Why women are generally so weak in the novel is not certain, but it can argued that Shelley renders her woman characters so passive and subjects them to such ill treatment to call attention to the obsessive and destructive behavior that Victor and the monster (and men more generally) exhibit and how women typically lack the agency to change this.
Read an in-depth character analysis of Elizabeth Lavenza.
Abortion
The motif of abortion recurs as both Victor and the monster express their sense of the monster’s hideousness. About first seeing his creation in Chapter 9, Victor says: “When I thought of him, I gnashed my teeth, my eyes became inflamed, and I ardently wished to extinguish that life which I had so thoughtlessly made.” In the “Watlton, in Continuation” chapter, he monster feels a similar disgust for himself: “I, the miserable and the abandoned, am an abortion, to be spurned at, and kicked, and trampled on.” Both lament the monster’s existence and wish that Victor had never engaged in his act of creation. The motif appears also in regard to Victor’s other pursuits. When Victor destroys his work on a female monster in Chapte 20, he literally aborts his act of creation, preventing the female monster from coming alive. Figurative abortion materializes in Victor’s description of natural philosophy in Chapter 6: “I at once gave up my former occupations; set down natural history and all its progeny as a deformed and abortive creation; and entertained the greatest disdain for a would-be science, which could never even step within the threshold of real knowledge.” As with the monster, Victor becomes dissatisfied with natural philosophy and shuns it not only as unhelpful but also as intellectually grotesque.
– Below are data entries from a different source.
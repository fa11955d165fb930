#![forbid(unsafe_code)]

pub mod app_services;
pub mod error;
pub mod leaderboard;
pub mod players;
pub mod sessions;
pub mod stats;

pub use quiz_core::Clock;

pub use app_services::AppServices;
pub use error::{AppServicesError, PlayerServiceError, SessionError, StatsError};
pub use leaderboard::{LeaderboardEntry, LeaderboardService, Medal, rank_players};
pub use players::PlayerService;
pub use sessions::{
    AnswerFeedback, QuestionFetch, QuestionSource, RetryPolicy, SeededSource, SessionCommand,
    SessionController, SessionEvent, SessionPhase, SessionRunner, TickOutcome,
};
pub use stats::{FinishReport, RemoteOutcome, StatsAggregator};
The Story of Adam and Eve’s Creation
The story of God’s creation of Adam and Eve—as described in the Old Testament and the Hebrew Bible as well as the version depicted in John Milton’s epic poem Paradise Lost—weaves through Frankenstein, underscoring many of the major themes of the novel. When Victor first plans to create the monster, he imagines a new race of beings that worship him, placing himself in the role of God in the biblical story of Adam and Eve’s creation. Victor gets his wish perhaps too literally, as the monster becomes fixated on the dynamic between God, Adam, and Satan as Milton portrays it in Paradise Lost. The monster also asks Victor to make him a companion based on the model of Adam and Eve. By reading Victor and monster against the story of Adam and Eve, we see how short Victor falls from his goal of playing God because of the way he refuses responsibility for his creation. Because of Victor’s negligence and his un-godlike inability to sustain the life he made, the monster ironically begins to parallel Satan when he declares rebellion against his creator.
Read more about Shelley’s references to Milton’s Paradise Lost in Frankenstein.
Letters
Because the narrative of Frankenstein is told through Walton’s private letters to his sister, we are in effect reading his personal correspondence as we read the novel. In the letters, Walton reveals his deepest hopes and ambitions to his sister (and us) while conveying the story of his expedition. But Walton’s letters (extended into the main body of the novel) also give us Victor’s story verbatim as Victor told it to Walton. Going one level deeper, within Victor’s telling of his story we also get the monster’s word-for-word account of his own story as he told it to Victor. The fact that these main characters reveal their stories directly to other characters is an important aspect of the novel’s narrative since their tales reliably reveal their deepest attitudes and emotions. There are other characters that we also learn about directly and reliably in this way since Victor includes verbatim letters written to him by his father and by Elizabeth while telling his story.